WHAT IS EXPECTED
Across all the records, filter for lines with the word "async" and copy them.

▬▬▬▬▬▬

//! Admin handlers for the `/admin/faqs` resource.

use axum::extract::{Path, Query, State};
use axum::http::StatusCode;
use axum::Json;
use serde_json::json;
use vitrine_core::audit::action_types;
use vitrine_core::error::CoreError;
use vitrine_core::types::DbId;
use vitrine_db::models::faq::{CreateFaq, Faq, UpdateFaq};
use vitrine_db::repositories::FaqRepo;

use super::{audit, require_text, require_text_opt};
use crate::error::{AppError, AppResult};
use crate::middleware::rbac::RequireEditor;
use crate::query::CategoryParams;
use crate::response::DataResponse;
use crate::state::AppState;

/// GET /api/v1/admin/faqs?category=&include_inactive=
pub async fn list_faqs(
    State(state): State<AppState>,
    RequireEditor(_user): RequireEditor,
    Query(params): Query<CategoryParams>,
) -> AppResult<Json<DataResponse<Vec<Faq>>>> {
    let faqs = FaqRepo::list(&state.pool, params.include_inactive, params.category()).await?;
    Ok(Json(DataResponse { data: faqs }))
}

/// POST /api/v1/admin/faqs
pub async fn create_faq(
    State(state): State<AppState>,
    RequireEditor(user): RequireEditor,
    Json(input): Json<CreateFaq>,
) -> AppResult<(StatusCode, Json<DataResponse<Faq>>)> {
    require_text("question", &input.question)?;
    require_text("answer", &input.answer)?;

    let faq = FaqRepo::create(&state.pool, &input).await?;

    audit::record(
        &state,
        &user,
        action_types::ENTITY_CREATE,
        "faqs",
        Some(faq.id),
        Some(json!({ "question": faq.question })),
    )
    .await;

    Ok((StatusCode::CREATED, Json(DataResponse { data: faq })))
}

/// GET /api/v1/admin/faqs/{id}
pub async fn get_faq(
    State(state): State<AppState>,
    RequireEditor(_user): RequireEditor,
    Path(id): Path<DbId>,
) -> AppResult<Json<DataResponse<Faq>>> {
    let faq = FaqRepo::find_by_id(&state.pool, id)
        .await?
        .ok_or(AppError::Core(CoreError::NotFound { entity: "Faq", id }))?;
    Ok(Json(DataResponse { data: faq }))
}

/// PUT /api/v1/admin/faqs/{id}
pub async fn update_faq(
    State(state): State<AppState>,
    RequireEditor(user): RequireEditor,
    Path(id): Path<DbId>,
    Json(input): Json<UpdateFaq>,
) -> AppResult<Json<DataResponse<Faq>>> {
    require_text_opt("question", input.question.as_deref())?;
    require_text_opt("answer", input.answer.as_deref())?;

    let faq = FaqRepo::update(&state.pool, id, &input)
        .await?
        .ok_or(AppError::Core(CoreError::NotFound { entity: "Faq", id }))?;

    audit::record(
        &state,
        &user,
        action_types::ENTITY_UPDATE,
        "faqs",
        Some(id),
        None,
    )
    .await;

    Ok(Json(DataResponse { data: faq }))
}
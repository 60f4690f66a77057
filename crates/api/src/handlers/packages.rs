//! Admin handlers for the `/admin/packages` resource (pricing tiers).

use axum::extract::{Path, Query, State};
use axum::http::StatusCode;
use axum::Json;
use serde_json::json;
use vitrine_core::audit::action_types;
use vitrine_core::error::CoreError;
use vitrine_core::slug::{resolve_slug, validate_slug};
use vitrine_core::types::DbId;
use vitrine_db::models::package::{CreatePackage, Package, UpdatePackage};
use vitrine_db::repositories::PackageRepo;

use super::{audit, require_text, require_text_opt};
use crate::error::{AppError, AppResult};
use crate::middleware::rbac::RequireEditor;
use crate::query::IncludeInactiveParams;
use crate::response::DataResponse;
use crate::state::AppState;

/// ISO 4217 codes are three ASCII letters.
fn validate_currency(currency: &str) -> AppResult<()> {
    if currency.len() == 3 && currency.chars().all(|c| c.is_ascii_uppercase()) {
        Ok(())
    } else {
        Err(AppError::Core(CoreError::Validation(format!(
            "Invalid currency '{currency}': expected a three-letter ISO 4217 code"
        ))))
    }
}

fn validate_price(price_cents: i64) -> AppResult<()> {
    if price_cents < 0 {
        return Err(AppError::Core(CoreError::Validation(
            "price_cents must not be negative".into(),
        )));
    }
    Ok(())
}

/// GET /api/v1/admin/packages
pub async fn list_packages(
    State(state): State<AppState>,
    RequireEditor(_user): RequireEditor,
    Query(params): Query<IncludeInactiveParams>,
) -> AppResult<Json<DataResponse<Vec<Package>>>> {
    let packages = PackageRepo::list(&state.pool, params.include_inactive).await?;
    Ok(Json(DataResponse { data: packages }))
}

/// POST /api/v1/admin/packages
pub async fn create_package(
    State(state): State<AppState>,
    RequireEditor(user): RequireEditor,
    Json(input): Json<CreatePackage>,
) -> AppResult<(StatusCode, Json<DataResponse<Package>>)> {
    require_text("name", &input.name)?;
    validate_price(input.price_cents)?;
    if let Some(currency) = &input.currency {
        validate_currency(currency)?;
    }
    let slug = resolve_slug(input.slug.as_deref(), &input.name)?;

    let package = PackageRepo::create(&state.pool, &input, &slug).await?;

    tracing::info!(id = package.id, slug = %package.slug, user_id = user.user_id, "Package created");
    audit::record(
        &state,
        &user,
        action_types::ENTITY_CREATE,
        "packages",
        Some(package.id),
        Some(json!({ "name": package.name, "price_cents": package.price_cents })),
    )
    .await;

    Ok((StatusCode::CREATED, Json(DataResponse { data: package })))
}

/// GET /api/v1/admin/packages/{id}
pub async fn get_package(
    State(state): State<AppState>,
    RequireEditor(_user): RequireEditor,
    Path(id): Path<DbId>,
) -> AppResult<Json<DataResponse<Package>>> {
    let package = PackageRepo::find_by_id(&state.pool, id)
        .await?
        .ok_or(AppError::Core(CoreError::NotFound {
            entity: "Package",
            id,
        }))?;
    Ok(Json(DataResponse { data: package }))
}

/// PUT /api/v1/admin/packages/{id}
pub async fn update_package(
    State(state): State<AppState>,
    RequireEditor(user): RequireEditor,
    Path(id): Path<DbId>,
    Json(input): Json<UpdatePackage>,
) -> AppResult<Json<DataResponse<Package>>> {
    require_text_opt("name", input.name.as_deref())?;
    if let Some(price) = input.price_cents {
        validate_price(price)?;
    }
    if let Some(currency) = &input.currency {
        validate_currency(currency)?;
    }
    if let Some(slug) = &input.slug {
        validate_slug(slug)?;
    }

    let package = PackageRepo::update(&state.pool, id, &input)
        .await?
        .ok_or(AppError::Core(CoreError::NotFound {
            entity: "Package",
            id,
        }))?;

    audit::record(
        &state,
        &user,
        action_types::ENTITY_UPDATE,
        "packages",
        Some(id),
        None,
    )
    .await;

    Ok(Json(DataResponse { data: package }))
}

#[cfg(test)]
mod tests {
    use super::*;

    #[test]
    fn currency_codes() {
        assert!(validate_currency("EUR").is_ok());
        assert!(validate_currency("eur").is_err());
        assert!(validate_currency("EURO").is_err());
    }

    #[test]
    fn negative_price_rejected() {
        assert!(validate_price(0).is_ok());
        assert!(validate_price(-1).is_err());
    }
}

▬▬▬▬▬▬

OUTPUT OF THE TASK
pub async fn list_faqs(
pub async fn create_faq(
pub async fn get_faq(
pub async fn update_faq(
pub async fn list_packages(
pub async fn create_package(
pub async fn get_package(
pub async fn update_package(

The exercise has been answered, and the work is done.